» **What is expected**
Which lines in the records below contain the word "AntennaJonesError"? Copy each of them.

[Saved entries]
***

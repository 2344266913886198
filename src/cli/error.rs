// This Source Code Form is subject to the terms of the Mozilla Public
// License, v. 2.0. If a copy of the MPL was not distributed with this
// file, You can obtain one at http://mozilla.org/MPL/2.0/.

//! Error type for all antenna_jones-related errors. This should be the *only*
//! error enum that is publicly visible from the CLI.

use thiserror::Error;

use super::common::{JonesTermArgsError, SizeArgsError};
use crate::jones_chain::JonesChainError;

/// The *only* publicly visible error from the antenna_jones binary.
#[derive(Error, Debug)]
pub enum AntennaJonesError {
    /// An error related to named-axis schemas or dimension resolution.
    #[error("{0}\n\nSchemas name each axis of a tensor in order, e.g. \"(source,row,chan,corr)\"")]
    Schema(String),

    /// An error related to the Jones chain inputs.
    #[error("{0}")]
    JonesChain(String),

    /// An error related to command-line arguments.
    #[error("{0}")]
    Args(String),

    /// An error related to argument files.
    #[error("{0}")]
    ArgFile(String),

    /// A generic error that can't be clarified further, e.g. IO errors.
    #[error("{0}")]
    Generic(String),
}

// When changing the error propagation below, ensure `Self::from(e)` uses the
// correct `e`!

impl From<JonesChainError> for AntennaJonesError {
    fn from(e: JonesChainError) -> Self {
        let s = e.to_string();
        match e {
            JonesChainError::Schema(_) => Self::Schema(s),
            JonesChainError::PrecisionMismatch { .. }
            | JonesChainError::InvalidCorrelationCount { .. }
            | JonesChainError::InvalidTimeIndex { .. }
            | JonesChainError::Shape(_) => Self::JonesChain(s),
        }
    }
}

impl From<JonesTermArgsError> for AntennaJonesError {
    fn from(e: JonesTermArgsError) -> Self {
        Self::Args(e.to_string())
    }
}

impl From<SizeArgsError> for AntennaJonesError {
    fn from(e: SizeArgsError) -> Self {
        let s = e.to_string();
        match e {
            SizeArgsError::UnknownAxis { .. } => Self::Schema(s),
            SizeArgsError::TooManyTimes(_) => Self::Args(s),
            SizeArgsError::Schema(e) => Self::from(JonesChainError::from(e)),
        }
    }
}

impl From<std::io::Error> for AntennaJonesError {
    fn from(e: std::io::Error) -> Self {
        Self::Generic(e.to_string())
    }
}

impl From<toml::ser::Error> for AntennaJonesError {
    fn from(e: toml::ser::Error) -> Self {
        Self::ArgFile(e.to_string())
    }
}

impl From<rayon::ThreadPoolBuildError> for AntennaJonesError {
    fn from(e: rayon::ThreadPoolBuildError) -> Self {
        Self::Generic(e.to_string())
    }
}

impl From<log::SetLoggerError> for AntennaJonesError {
    fn from(e: log::SetLoggerError) -> Self {
        Self::Generic(format!("Failed to initialise logging: {e}"))
    }
}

***

» **Answer box**
pub enum AntennaJonesError {
impl From<JonesChainError> for AntennaJonesError {
impl From<JonesTermArgsError> for AntennaJonesError {
impl From<SizeArgsError> for AntennaJonesError {
impl From<std::io::Error> for AntennaJonesError {
impl From<toml::ser::Error> for AntennaJonesError {
impl From<rayon::ThreadPoolBuildError> for AntennaJonesError {
impl From<log::SetLoggerError> for AntennaJonesError {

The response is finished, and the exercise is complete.